FILE - In this March 30, 2015, file photo provided by the Saudi Press Agency (SPA), Royal Saudi Land Forces and units of Special Forces of the Pakistani army take part in a joint military exercise in Baha region, southwest Saudi Arabia.

Pakistan’s parliament opened a special session Monday to discuss Saudi Arabia’s request for the government to join its military coalition against Iranian-backed rebels in Yemen.

Prime Minister Nawaz Sharif convened the session because political rivals and civil society groups are increasingly against Pakistani intervention in the Saudi-led conflict in Yemen.

In opening the debate, Defense Minister Khawaja Asif did not say whether the government has made any decision on what role Pakistan intends to play, but he reiterated that Saudi leaders have been assured his country will honor its commitment of defending any threat to the kingdom’s “territorial integrity.”

“In response, the Saudi leadership expressed appreciation for Pakistan’s unreserved support to Saudi Arabia’s territorial integrity," Asif said, "and expressed the hope that Pakistan would join the coalition for Operation Decisive Storm by contributing aircraft, naval vessels and ground troops.”

While the government has taken the matter to parliament, authorities in Riyadh have listed Pakistan as a member of its military coalition since it began airstrikes against Houthi rebels two weeks ago in Yemen.

Members of Pakistan's civil society chant slogans against the Saudi-led coalition targeting Shiite rebels in Yemen, during a demonstration, in Lahore, Pakistan, April 6, 2015.
Members of Pakistan's civil society chant slogans against the Saudi-led coalition targeting Shiite rebels in Yemen, during a demonstration, in Lahore, Pakistan, April 6, 2015.

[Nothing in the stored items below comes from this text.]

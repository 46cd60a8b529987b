//! Blocking reqwest client for the bitmap backend.
//!
//! Every call is a plain `GET` with a URL-encoded query string. The payload is
//! a base64 PNG in the body; everything else travels in response headers.

use std::str::FromStr;
use std::time::Duration;

use reqwest::blocking::Client;
use reqwest::header::HeaderMap;
use reqwest::StatusCode;

use super::{
    BitmapImage, BitmapResponse, BitmapService, FetchRequest, IndexRequest, IndexResponse,
    SelectionResponse,
};
use crate::config::BackendConfig;
use crate::data::address::Address;
use crate::data::readout::CellColour;
use crate::data::selection::SelectionRequest;
use crate::data::time::{parse_timestamp, TimeIndex};
use crate::data::view::ViewMode;
use crate::error::{Result, ViewerError};

/// Response header names as the backend sends them (matched case-insensitively).
pub mod header {
    pub const BITMAP: &str = "bitmap";
    pub const MODE: &str = "mode";
    pub const INTERVAL_RANGE: &str = "interval_range";
    pub const TIME_FIRST: &str = "time_first";
    pub const TIME_LAST: &str = "time_last";
    pub const IP_INDEX: &str = "ip_index";
    pub const CELL_COLOUR: &str = "cell_colour";
    pub const TIME_INDEX: &str = "time_index";
    pub const IP_UNIT: &str = "ip_unit";
    pub const TIME_UNIT: &str = "time_unit";
}

/// Header value the backend uses for a cell outside the bitmap.
pub const UNDEFINED: &str = "undefined";

type Query = Vec<(&'static str, String)>;

#[derive(Debug, Clone)]
pub struct HttpBitmapService {
    client: Client,
    base_url: String,
}

impl HttpBitmapService {
    pub fn new(config: &BackendConfig) -> Result<Self> {
        let client = Client::builder()
            .connect_timeout(Duration::from_secs(config.connect_timeout_secs))
            .timeout(Duration::from_secs(config.request_timeout_secs))
            .build()?;
        Ok(Self {
            client,
            base_url: config.base_url.trim_end_matches('/').to_string(),
        })
    }

    pub fn base_url(&self) -> &str {
        &self.base_url
    }

    fn get(&self, path: &str, query: &Query) -> Result<(HeaderMap, String)> {
        let url = format!("{}/{}", self.base_url, path);
        tracing::debug!(%url, ?query, "backend request");

        let response = self
            .client
            .get(&url)
            .query(query)
            .send()
            .map_err(|e| ViewerError::network(e.status().map(|s| s.as_u16()), format!("GET {path}: {e}")))?;

        let status = response.status();
        if status != StatusCode::OK {
            return Err(ViewerError::network(
                Some(status.as_u16()),
                format!("GET {path} returned {}", status.as_u16()),
            ));
        }
        let headers = response.headers().clone();
        let body = response
            .text()
            .map_err(|e| ViewerError::network(None, format!("GET {path}: {e}")))?;
        Ok((headers, body))
    }
}

impl BitmapService for HttpBitmapService {
    fn fetch_bitmap(&self, request: &FetchRequest) -> Result<BitmapResponse> {
        let (headers, body) = self.get(&request.bitmap_type.image_path(), &fetch_query(request))?;
        parse_bitmap_response(&headers, &body)
    }

    fn resolve_index(&self, request: &IndexRequest) -> Result<IndexResponse> {
        let (headers, _) = self.get("", &index_query(request))?;
        parse_index_response(&headers)
    }

    fn select_area(&self, request: &SelectionRequest) -> Result<SelectionResponse> {
        let (headers, body) = self.get("", &select_query(request))?;
        parse_selection_response(&headers, &body)
    }
}

// ─────────────────────────────────────────────────────────────────────────────
// Query strings
// ─────────────────────────────────────────────────────────────────────────────

pub fn fetch_query(request: &FetchRequest) -> Query {
    vec![
        ("update", "true".to_string()),
        ("scale", request.scale.to_string()),
    ]
}

pub fn index_query(request: &IndexRequest) -> Query {
    let mut query = vec![
        ("calculate_index", "true".to_string()),
        ("bitmap_type", request.view.query_value().to_string()),
        ("first_ip", request.first_ip.as_str().to_string()),
        ("ip_index", request.cell.ip_index.to_string()),
        ("time_index", request.cell.time_ordinal.to_string()),
    ];
    if let Some(first_time) = &request.first_time {
        query.push(("first_time", first_time.to_string()));
    }
    query
}

pub fn select_query(request: &SelectionRequest) -> Query {
    vec![
        ("select_area", "true".to_string()),
        ("bitmap_type", request.bitmap_type.code().to_string()),
        ("first_ip", request.addresses.low().as_str().to_string()),
        ("last_ip", request.addresses.high().as_str().to_string()),
        ("first_int", request.times.first().to_string()),
        ("last_int", request.times.last().to_string()),
        ("subnet_size", request.granularity.to_string()),
    ]
}

// ─────────────────────────────────────────────────────────────────────────────
// Response parsing
// ─────────────────────────────────────────────────────────────────────────────

pub fn parse_bitmap_response(headers: &HeaderMap, body: &str) -> Result<BitmapResponse> {
    require_bitmap(headers)?;
    let mode = match header_str(headers, header::MODE)? {
        Some(value) => Some(ViewMode::from_header(value).ok_or_else(|| ViewerError::InvalidHeader {
            name: header::MODE,
            value: value.to_string(),
        })?),
        None => None,
    };
    Ok(BitmapResponse {
        image: BitmapImage::from_base64(body)?,
        mode,
        interval_range: header_number(headers, header::INTERVAL_RANGE)?,
        time_first: header_str(headers, header::TIME_FIRST)?
            .map(parse_timestamp)
            .transpose()?,
        time_last: header_str(headers, header::TIME_LAST)?
            .map(parse_timestamp)
            .transpose()?,
    })
}

pub fn parse_index_response(headers: &HeaderMap) -> Result<IndexResponse> {
    let address = match header_str(headers, header::IP_INDEX)? {
        None | Some(UNDEFINED) => None,
        Some(text) => Some(Address::parse(text)?),
    };
    let time = match header_str(headers, header::TIME_INDEX)? {
        None | Some(UNDEFINED) => None,
        Some(text) => Some(TimeIndex::parse(text)?),
    };
    let colour = header_str(headers, header::CELL_COLOUR)?
        .map(CellColour::from_header)
        .unwrap_or_default();
    Ok(IndexResponse {
        address,
        time,
        colour,
    })
}

pub fn parse_selection_response(headers: &HeaderMap, body: &str) -> Result<SelectionResponse> {
    require_bitmap(headers)?;
    // The backend floors original/selected size; a selection larger than the origin yields 0.
    let ip_unit = header_number::<u32>(headers, header::IP_UNIT)?.unwrap_or(1).max(1);
    let time_unit = header_number::<u32>(headers, header::TIME_UNIT)?.unwrap_or(1).max(1);
    Ok(SelectionResponse {
        image: BitmapImage::from_base64(body)?,
        ip_unit,
        time_unit,
    })
}

fn require_bitmap(headers: &HeaderMap) -> Result<()> {
    match header_str(headers, header::BITMAP)? {
        Some("ok") => Ok(()),
        _ => Err(ViewerError::MissingBitmap),
    }
}

fn header_str<'a>(headers: &'a HeaderMap, name: &'static str) -> Result<Option<&'a str>> {
    match headers.get(name) {
        None => Ok(None),
        Some(value) => value
            .to_str()
            .map(|s| Some(s.trim()))
            .map_err(|_| ViewerError::InvalidHeader {
                name,
                value: String::from_utf8_lossy(value.as_bytes()).into_owned(),
            }),
    }
}

fn header_number<T: FromStr>(headers: &HeaderMap, name: &'static str) -> Result<Option<T>> {
    match header_str(headers, name)? {
        None => Ok(None),
        Some(text) => text
            .parse::<T>()
            .map(Some)
            .map_err(|_| ViewerError::InvalidHeader {
                name,
                value: text.to_string(),
            }),
    }
}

Critics fear military involvement could undermine Pakistan’s relations with neighboring Iran and inflame sectarian tensions between the majority Sunni and minority Shi'ite communities.

Asif said Pakistan has been maintaining close contacts with Turkey and other Muslim countries to explore ways to seek a peaceful settlement to the escalating conflict.

“Both Pakistan and Turkey are concerned at the overthrow of the legitimate government in Yemen by use of force by non-state actors. The situation is grave and might endanger the security and stability of the whole region," Asif said, adding that the Iranian foreign minister is due to visit Islamabad this week to discuss the crisis with Pakistani leaders.

Opposition MPs critical

Opposition lawmakers responded with highly critical speeches, urging the government to be part of diplomatic efforts, rather than the Saudi-led military coalition, to end what they described as a civil war in Yemen.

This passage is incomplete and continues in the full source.